LIQUIDATING TO THE BARE WALLS
Sale ends soon
The signs outside are unmistakable, from the banners flapping in the wind to the trucks pulling up at the loading dock to cart away deeply discounted merchandise. In the front hallway, the steel shelves are for sale, $25 per section. The hard hats are $5 each, final. Interested in the wood display cabinets? Make an offer.
Angela Mucci, 64, sits in the first-floor office, processing some of the markdowns. She’s worked at Clark & Barlow for more than half her life, starting at the downtown location, 123 W. Lake Street, which was displaced in 1980 by the soon-to-be-built State of Illinois Center (later renamed the James R. Thompson Center). She fondly recalls the variety of tasks she performed there, from patching together phone calls on the second-floor switchboard, to sending customers their change and receipts in metal cups that sped along an overhead wire. A frame containing two black-and-white photographs of the Lake Street location hangs above her desk.
But she’s rarely at her desk — one of the reasons she has worked here so long. Rather, the soon-to-be-grandmother spends her work hours sending invoices, ordering out-of-stock items, and pushing carts and even brooms. “I don’t want to sit in an office,” she says. “I want to work like this.”
The other reason is the people, she says, starting with Joseph J. Sullivan, who owned Clark & Barlow for 46 years until his death in 2010. “It was a good place to work, and he was a good boss,” Mucci says, pointing to Sullivan’s photo on the wall. “It was a place that you really wanted to stay. It was like family.”
In fact, for many people it really was family. Two of Sullivan’s six children, Teri and Judy, worked at Clark & Barlow for decades. Mucci applied for a job because her sister, Sophie, worked at Clark & Barlow. Sophie met her husband, Marty, there.
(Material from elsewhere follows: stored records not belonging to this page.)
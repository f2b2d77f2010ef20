//! Crash-safe checkpoint persistence for a dispatcher run.
//!
//! A checkpoint captures everything needed to resume a feature's
//! dispatch after a crash: the graph's completion state and the
//! breaker's counters. Writes go through a temp-file-then-rename
//! protocol so a crash mid-write can never leave a half-written file in
//! the path a loader reads from.
//!
//! # Example
//!
//! ```no_run
//! use workstream_orchestrator::checkpoint::{CheckpointManager, CheckpointDocument};
//!
//! # fn run() -> Result<(), Box<dyn std::error::Error>> {
//! let manager = CheckpointManager::new("/tmp/checkpoints");
//! if let Some(doc) = manager.load("feature-42")? {
//!     println!("resuming at sequence with {} completed", doc.completed.len());
//! }
//! # Ok(())
//! # }
//! ```

use std::collections::HashMap;
use std::fs::{self, File};
use std::io::Write;
use std::path::PathBuf;

use chrono::{DateTime, Utc};
use serde::{Deserialize, Serialize};
use thiserror::Error;

use crate::breaker::{Breaker, BreakerConfig, BreakerSnapshot};
use crate::graph::{Graph, GraphError, NodeId};

pub const CHECKPOINT_VERSION: &str = "1.0";

#[derive(Debug, Error)]
pub enum CheckpointError {
    #[error("io error: {0}")]
    Io(#[from] std::io::Error),

    #[error("serialization error: {0}")]
    Serialization(#[from] serde_json::Error),

    #[error("checkpoint file is corrupt and has been quarantined")]
    CorruptCheckpoint,

    #[error("checkpoint schema mismatch: expected version {expected}, found {found}")]
    SchemaMismatch { expected: String, found: String },

    #[error("graph error while restoring checkpoint: {0}")]
    Graph(#[from] GraphError),
}

#[derive(Debug, Clone, Serialize, Deserialize)]
pub struct NodeSnapshot {
    pub id: NodeId,
    pub depends_on: Vec<NodeId>,
    pub indegree: usize,
    pub completed: bool,
}

#[derive(Debug, Clone, Serialize, Deserialize)]
pub struct GraphSnapshot {
    pub nodes: Vec<NodeSnapshot>,
    pub edges: HashMap<NodeId, Vec<NodeId>>,
}

#[derive(Debug, Clone, Serialize, Deserialize)]
pub struct CheckpointDocument {
    pub version: String,
    pub feature_id: String,
    pub timestamp: DateTime<Utc>,
    pub completed: Vec<NodeId>,
    pub failed: Vec<NodeId>,
    pub graph: GraphSnapshot,
    pub circuit_breaker: BreakerSnapshot,
}

impl CheckpointDocument {
    /// Build a checkpoint document from the dispatcher's live graph and
    /// breaker. The edge map is the prerequisite map inverted:
    /// prerequisite id -> ids that depend on it.
    pub fn from_dispatcher(
        graph: &Graph,
        breaker: &Breaker,
        feature_id: &str,
        completed: &[NodeId],
        failed: &[NodeId],
    ) -> Self {
        let mut edges: HashMap<NodeId, Vec<NodeId>> = HashMap::new();
        let mut nodes = Vec::new();

        for id in graph.node_ids() {
            let depends_on = graph.prerequisites_of(id).unwrap_or(&[]).to_vec();
            for prereq in &depends_on {
                edges.entry(prereq.clone()).or_default().push(id.clone());
            }
            nodes.push(NodeSnapshot {
                id: id.clone(),
                depends_on,
                indegree: graph.indegree(id).unwrap_or(0),
                completed: graph.is_completed(id),
            });
        }

        Self {
            version: CHECKPOINT_VERSION.to_string(),
            feature_id: feature_id.to_string(),
            timestamp: Utc::now(),
            completed: completed.to_vec(),
            failed: failed.to_vec(),
            graph: GraphSnapshot { nodes, edges },
            circuit_breaker: breaker.snapshot(),
        }
    }

    /// Rebuild a fresh graph with the same registrations and breaker
    /// counters this document describes.
    pub fn restore_to_dispatcher(
        &self,
        breaker_config: BreakerConfig,
    ) -> Result<(Graph, Breaker), CheckpointError> {
        if self.version != CHECKPOINT_VERSION {
            return Err(CheckpointError::SchemaMismatch {
                expected: CHECKPOINT_VERSION.to_string(),
                found: self.version.clone(),
            });
        }

        let mut graph = Graph::new();
        for node in &self.graph.nodes {
            graph.register(node.id.clone(), node.depends_on.clone())?;
        }
        for id in &self.completed {
            graph.mark_complete(id)?;
        }
        for id in &self.failed {
            graph.mark_failed(id)?;
        }

        let breaker = Breaker::restore(breaker_config, self.circuit_breaker.clone());
        Ok((graph, breaker))
    }
}

/// Reads and writes checkpoint files under a directory, one file per
/// feature id, using an atomic temp-write-then-rename protocol.
pub struct CheckpointManager {
    checkpoint_dir: PathBuf,
}

impl CheckpointManager {
    pub fn new(checkpoint_dir: impl Into<PathBuf>) -> Self {
        Self {
            checkpoint_dir: checkpoint_dir.into(),
        }
    }

    fn final_path(&self, feature_id: &str) -> PathBuf {
        self.checkpoint_dir
            .join(format!("{feature_id}-checkpoint.json"))
    }

    fn temp_path(&self, feature_id: &str) -> PathBuf {
        self.checkpoint_dir
            .join(format!("{feature_id}-checkpoint.json.tmp"))
    }

    fn corrupt_path(&self, feature_id: &str) -> PathBuf {
        self.checkpoint_dir
            .join(format!("{feature_id}-checkpoint.json.corrupt"))
    }

    /// Serialize, write to a temp sibling, fsync, then atomically
    /// rename into place. If anything fails before the rename, the
    /// prior final file (if any) is untouched.
    pub fn save(&self, doc: &CheckpointDocument) -> Result<(), CheckpointError> {
        fs::create_dir_all(&self.checkpoint_dir)?;

        let temp_path = self.temp_path(&doc.feature_id);
        let final_path = self.final_path(&doc.feature_id);
        let payload = serde_json::to_vec_pretty(doc)?;

        {
            let mut file = File::create(&temp_path)?;
            set_owner_only_permissions(&file)?;
            file.write_all(&payload)?;
            file.sync_all()?;
        }

        fs::rename(&temp_path, &final_path)?;
        Ok(())
    }

    /// Load the checkpoint for a feature. A missing final file means
    /// "no checkpoint" rather than an error. The temp file is never
    /// considered a valid source: a crash mid-write leaves it behind,
    /// but it is never read as if it were the real checkpoint.
    pub fn load(&self, feature_id: &str) -> Result<Option<CheckpointDocument>, CheckpointError> {
        let final_path = self.final_path(feature_id);
        if !final_path.exists() {
            return Ok(None);
        }

        let bytes = fs::read(&final_path)?;
        match serde_json::from_slice::<CheckpointDocument>(&bytes) {
            Ok(doc) => {
                if doc.version != CHECKPOINT_VERSION {
                    let found = doc.version.clone();
                    self.quarantine(feature_id)?;
                    return Err(CheckpointError::SchemaMismatch {
                        expected: CHECKPOINT_VERSION.to_string(),
                        found,
                    });
                }
                Ok(Some(doc))
            }
            Err(_) => {
                self.quarantine(feature_id)?;
                Err(CheckpointError::CorruptCheckpoint)
            }
        }
    }

    fn quarantine(&self, feature_id: &str) -> Result<(), CheckpointError> {
        let final_path = self.final_path(feature_id);
        let corrupt_path = self.corrupt_path(feature_id);
        // Best effort: if the rename itself fails there is nothing more
        // useful to do than report the original corruption.
        let _ = fs::rename(&final_path, &corrupt_path);
        Ok(())
    }

    /// Remove both the final and temp files. Idempotent: a missing file
    /// at either path is not an error.
    pub fn delete(&self, feature_id: &str) -> Result<(), CheckpointError> {
        for path in [self.final_path(feature_id), self.temp_path(feature_id)] {
            match fs::remove_file(&path) {
                Ok(()) => {}
                Err(e) if e.kind() == std::io::ErrorKind::NotFound => {}
                Err(e) => return Err(e.into()),
            }
        }
        Ok(())
    }
}

#[cfg(unix)]
fn set_owner_only_permissions(file: &File) -> std::io::Result<()> {
    use std::os::unix::fs::PermissionsExt;
    file.set_permissions(fs::Permissions::from_mode(0o600))
}

#[cfg(not(unix))]
fn set_owner_only_permissions(_file: &File) -> std::io::Result<()> {
    Ok(())
}

#[cfg(test)]
mod tests {
    use super::*;
    use crate::breaker::BreakerConfig;

    fn sample_doc(feature_id: &str) -> CheckpointDocument {
        let mut graph = Graph::new();
        graph.register("a".into(), vec![]).unwrap();
        graph.register("b".into(), vec!["a".into()]).unwrap();
        graph.mark_complete(&"a".into()).unwrap();
        let breaker = Breaker::new(BreakerConfig::default());
        CheckpointDocument::from_dispatcher(
            &graph,
            &breaker,
            feature_id,
            &["a".to_string()],
            &[],
        )
    }

    #[test]
    fn save_then_load_round_trips() {
        let dir = tempfile::tempdir().unwrap();
        let manager = CheckpointManager::new(dir.path());
        let doc = sample_doc("feature-1");
        manager.save(&doc).unwrap();

        let loaded = manager.load("feature-1").unwrap().expect("checkpoint present");
        assert_eq!(loaded.feature_id, doc.feature_id);
        assert_eq!(loaded.completed, doc.completed);
        assert!(!dir.path().join("feature-1-checkpoint.json.tmp").exists());
    }

    #[test]
    fn missing_checkpoint_is_not_an_error() {
        let dir = tempfile::tempdir().unwrap();
        let manager = CheckpointManager::new(dir.path());
        assert!(manager.load("does-not-exist").unwrap().is_none());
    }

    #[test]
    fn corrupt_checkpoint_is_quarantined_and_reported() {
        let dir = tempfile::tempdir().unwrap();
        let manager = CheckpointManager::new(dir.path());
        let final_path = dir.path().join("feature-1-checkpoint.json");
        fs::write(&final_path, b"{ not valid json").unwrap();

        let err = manager.load("feature-1").unwrap_err();
        assert!(matches!(err, CheckpointError::CorruptCheckpoint));
        assert!(!final_path.exists());
        assert!(dir.path().join("feature-1-checkpoint.json.corrupt").exists());
    }

    #[test]
    fn stale_temp_sibling_never_contaminates_load() {
        let dir = tempfile::tempdir().unwrap();
        let manager = CheckpointManager::new(dir.path());
        let doc = sample_doc("feature-1");
        manager.save(&doc).unwrap();

        // Simulate a crash mid-write on the next save: a temp file is
        // left behind with garbage, but the previous final file is
        // untouched and must still load correctly.
        fs::write(
            dir.path().join("feature-1-checkpoint.json.tmp"),
            b"garbage",
        )
        .unwrap();

        let loaded = manager.load("feature-1").unwrap().expect("checkpoint present");
        assert_eq!(loaded.feature_id, "feature-1");
    }

    #[test]
    fn delete_is_idempotent() {
        let dir = tempfile::tempdir().unwrap();
        let manager = CheckpointManager::new(dir.path());
        manager.delete("never-existed").unwrap();
        manager.delete("never-existed").unwrap();
    }

    #[test]
    fn schema_mismatch_is_quarantined() {
        let dir = tempfile::tempdir().unwrap();
        let manager = CheckpointManager::new(dir.path());
        let mut doc = sample_doc("feature-1");
        doc.version = "9.9".to_string();
        let path = dir.path().join("feature-1-checkpoint.json");
        fs::write(&path, serde_json::to_vec(&doc).unwrap()).unwrap();

        let err = manager.load("feature-1").unwrap_err();
        assert!(matches!(err, CheckpointError::SchemaMismatch { .. }));
        assert!(dir.path().join("feature-1-checkpoint.json.corrupt").exists());
    }

    #[test]
    fn restore_to_dispatcher_rebuilds_completed_state() {
        let doc = sample_doc("feature-1");
        let (graph, _breaker) = doc.restore_to_dispatcher(BreakerConfig::default()).unwrap();
        assert!(graph.is_completed(&"a".into()));
        assert_eq!(graph.ready(), vec!["b".to_string()]);
    }
}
Many employees worked alongside their siblings and cousins. People stayed until they retired, and sometimes until they died.
Now long-time employees who once worked together to stock the shelves are endeavoring to empty them. “It was a great work environment,” says Michelle Diaz, 45, who began at Clark & Barlow in 1991 and is now a manager.
Diaz, whose mother, sister, daughter and cousin followed her to Clark & Barlow, is one of six remaining employees, down from 23 when the building and company were sold in 2012, and more than 50 when she started working here. She recalls her first boss, John Patdu, who came from the Philippines in 1972 when he was 24 years old. Patdu walked into the Lake Street location and saw “a bunch of old guys working there,” Diaz says, but he applied for a job anyway and was hired in accounts payable. Patdu stayed for 40 years. “Clark & Barlow was my first job and my last job,” says Patdu, now 68, who retired after Joe Sullivan died.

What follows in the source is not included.